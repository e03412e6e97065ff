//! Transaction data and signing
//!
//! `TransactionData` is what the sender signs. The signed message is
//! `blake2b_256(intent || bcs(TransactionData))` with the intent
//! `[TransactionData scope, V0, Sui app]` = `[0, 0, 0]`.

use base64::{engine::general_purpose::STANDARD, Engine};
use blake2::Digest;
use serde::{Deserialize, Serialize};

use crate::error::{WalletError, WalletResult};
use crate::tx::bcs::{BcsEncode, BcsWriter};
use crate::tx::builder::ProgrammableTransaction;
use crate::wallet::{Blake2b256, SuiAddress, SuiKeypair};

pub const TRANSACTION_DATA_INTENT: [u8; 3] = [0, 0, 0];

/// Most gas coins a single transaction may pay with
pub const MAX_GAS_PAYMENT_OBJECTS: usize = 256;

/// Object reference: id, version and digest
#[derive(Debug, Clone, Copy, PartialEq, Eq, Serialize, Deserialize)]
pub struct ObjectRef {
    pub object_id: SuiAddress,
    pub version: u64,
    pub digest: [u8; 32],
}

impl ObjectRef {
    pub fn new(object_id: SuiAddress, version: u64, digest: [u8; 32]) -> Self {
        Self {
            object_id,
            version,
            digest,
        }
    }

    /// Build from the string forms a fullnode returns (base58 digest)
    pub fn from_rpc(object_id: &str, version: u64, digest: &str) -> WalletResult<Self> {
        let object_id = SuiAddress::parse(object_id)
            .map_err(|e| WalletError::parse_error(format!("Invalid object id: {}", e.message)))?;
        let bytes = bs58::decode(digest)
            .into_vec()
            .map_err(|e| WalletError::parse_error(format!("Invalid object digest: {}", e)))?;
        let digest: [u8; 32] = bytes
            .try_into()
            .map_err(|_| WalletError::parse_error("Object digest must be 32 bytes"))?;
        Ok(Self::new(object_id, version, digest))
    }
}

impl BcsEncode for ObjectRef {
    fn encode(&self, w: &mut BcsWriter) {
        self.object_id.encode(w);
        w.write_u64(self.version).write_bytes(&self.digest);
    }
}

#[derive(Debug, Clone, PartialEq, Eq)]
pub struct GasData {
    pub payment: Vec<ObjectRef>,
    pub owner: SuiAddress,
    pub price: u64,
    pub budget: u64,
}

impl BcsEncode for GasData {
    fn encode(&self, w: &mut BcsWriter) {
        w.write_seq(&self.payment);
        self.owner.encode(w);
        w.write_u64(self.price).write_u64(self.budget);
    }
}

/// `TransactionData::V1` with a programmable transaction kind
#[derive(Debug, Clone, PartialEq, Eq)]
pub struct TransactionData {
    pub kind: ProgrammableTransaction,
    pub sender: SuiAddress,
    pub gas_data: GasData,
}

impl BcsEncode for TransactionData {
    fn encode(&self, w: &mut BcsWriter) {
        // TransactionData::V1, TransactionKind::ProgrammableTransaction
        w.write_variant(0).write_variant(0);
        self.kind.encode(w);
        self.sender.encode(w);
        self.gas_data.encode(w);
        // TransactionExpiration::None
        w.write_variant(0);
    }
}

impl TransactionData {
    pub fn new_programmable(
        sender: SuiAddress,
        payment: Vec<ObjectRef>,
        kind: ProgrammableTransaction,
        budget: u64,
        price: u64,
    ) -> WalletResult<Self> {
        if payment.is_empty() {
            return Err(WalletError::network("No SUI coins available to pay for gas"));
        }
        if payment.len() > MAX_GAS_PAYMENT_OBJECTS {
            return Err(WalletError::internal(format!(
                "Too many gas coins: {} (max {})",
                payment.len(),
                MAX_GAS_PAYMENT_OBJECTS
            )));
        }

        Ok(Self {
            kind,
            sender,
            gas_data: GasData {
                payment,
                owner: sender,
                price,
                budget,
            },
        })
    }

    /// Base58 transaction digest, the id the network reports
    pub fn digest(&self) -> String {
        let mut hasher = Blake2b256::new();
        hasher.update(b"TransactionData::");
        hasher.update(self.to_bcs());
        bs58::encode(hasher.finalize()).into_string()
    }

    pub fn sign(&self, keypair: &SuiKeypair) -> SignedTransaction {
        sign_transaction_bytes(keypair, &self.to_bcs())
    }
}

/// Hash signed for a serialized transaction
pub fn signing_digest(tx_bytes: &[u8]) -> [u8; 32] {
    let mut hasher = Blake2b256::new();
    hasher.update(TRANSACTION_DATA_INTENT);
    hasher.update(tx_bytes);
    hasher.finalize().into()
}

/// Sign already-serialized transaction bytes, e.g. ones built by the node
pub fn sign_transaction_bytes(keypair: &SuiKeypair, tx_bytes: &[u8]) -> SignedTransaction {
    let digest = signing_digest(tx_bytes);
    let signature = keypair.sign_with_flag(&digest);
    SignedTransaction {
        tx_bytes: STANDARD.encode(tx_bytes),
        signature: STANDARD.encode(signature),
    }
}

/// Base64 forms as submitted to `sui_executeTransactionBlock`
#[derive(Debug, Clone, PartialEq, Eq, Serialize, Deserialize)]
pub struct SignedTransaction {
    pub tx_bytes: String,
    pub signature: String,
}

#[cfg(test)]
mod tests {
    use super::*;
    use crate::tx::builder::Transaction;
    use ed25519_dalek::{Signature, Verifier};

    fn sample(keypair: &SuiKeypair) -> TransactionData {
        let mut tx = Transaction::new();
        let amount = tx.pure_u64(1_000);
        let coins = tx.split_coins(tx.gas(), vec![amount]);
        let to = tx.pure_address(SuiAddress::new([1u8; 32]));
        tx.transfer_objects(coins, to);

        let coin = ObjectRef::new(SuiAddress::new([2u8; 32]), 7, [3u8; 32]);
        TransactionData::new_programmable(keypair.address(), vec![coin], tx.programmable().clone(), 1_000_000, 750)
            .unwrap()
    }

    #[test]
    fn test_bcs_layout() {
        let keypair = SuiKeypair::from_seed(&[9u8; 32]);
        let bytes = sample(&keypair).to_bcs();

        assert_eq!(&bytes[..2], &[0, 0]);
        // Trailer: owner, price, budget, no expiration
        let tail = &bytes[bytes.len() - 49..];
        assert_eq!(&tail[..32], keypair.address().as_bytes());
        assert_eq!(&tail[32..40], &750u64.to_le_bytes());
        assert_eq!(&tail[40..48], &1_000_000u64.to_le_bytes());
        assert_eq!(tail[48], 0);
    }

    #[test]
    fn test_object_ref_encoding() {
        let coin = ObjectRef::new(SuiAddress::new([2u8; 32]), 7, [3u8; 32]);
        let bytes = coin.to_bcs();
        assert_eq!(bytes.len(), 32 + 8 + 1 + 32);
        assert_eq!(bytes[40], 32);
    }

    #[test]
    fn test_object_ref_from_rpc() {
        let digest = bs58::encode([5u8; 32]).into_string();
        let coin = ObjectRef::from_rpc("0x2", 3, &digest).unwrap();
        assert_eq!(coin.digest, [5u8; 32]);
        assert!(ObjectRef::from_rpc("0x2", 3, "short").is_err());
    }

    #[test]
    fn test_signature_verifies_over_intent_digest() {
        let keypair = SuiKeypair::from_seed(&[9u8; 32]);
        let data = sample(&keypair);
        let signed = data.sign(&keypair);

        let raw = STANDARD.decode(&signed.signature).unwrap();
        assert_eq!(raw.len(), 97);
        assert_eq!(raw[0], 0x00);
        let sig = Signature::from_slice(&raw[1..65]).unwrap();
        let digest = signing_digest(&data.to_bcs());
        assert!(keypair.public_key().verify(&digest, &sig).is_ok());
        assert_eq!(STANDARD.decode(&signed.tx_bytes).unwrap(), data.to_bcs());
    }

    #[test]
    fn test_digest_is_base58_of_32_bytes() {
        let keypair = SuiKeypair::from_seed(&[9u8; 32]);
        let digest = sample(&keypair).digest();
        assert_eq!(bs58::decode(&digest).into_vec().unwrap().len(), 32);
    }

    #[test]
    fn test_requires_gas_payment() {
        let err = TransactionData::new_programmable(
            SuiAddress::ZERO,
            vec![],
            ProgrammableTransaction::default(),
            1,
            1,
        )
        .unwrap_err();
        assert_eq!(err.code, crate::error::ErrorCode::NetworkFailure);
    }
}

• _WHAT THIS TASK INVOLVES_:
After locating the line with "use crate::tx::builder::ProgrammableTransaction;" above, return that line and every later line through the one with "version and digest", word for word and with nothing else.

• _EXERCISE RESPONSE_:
use crate::tx::builder::ProgrammableTransaction;
use crate::wallet::{Blake2b256, SuiAddress, SuiKeypair};

pub const TRANSACTION_DATA_INTENT: [u8; 3] = [0, 0, 0];

/// Most gas coins a single transaction may pay with
pub const MAX_GAS_PAYMENT_OBJECTS: usize = 256;

/// Object reference: id, version and digest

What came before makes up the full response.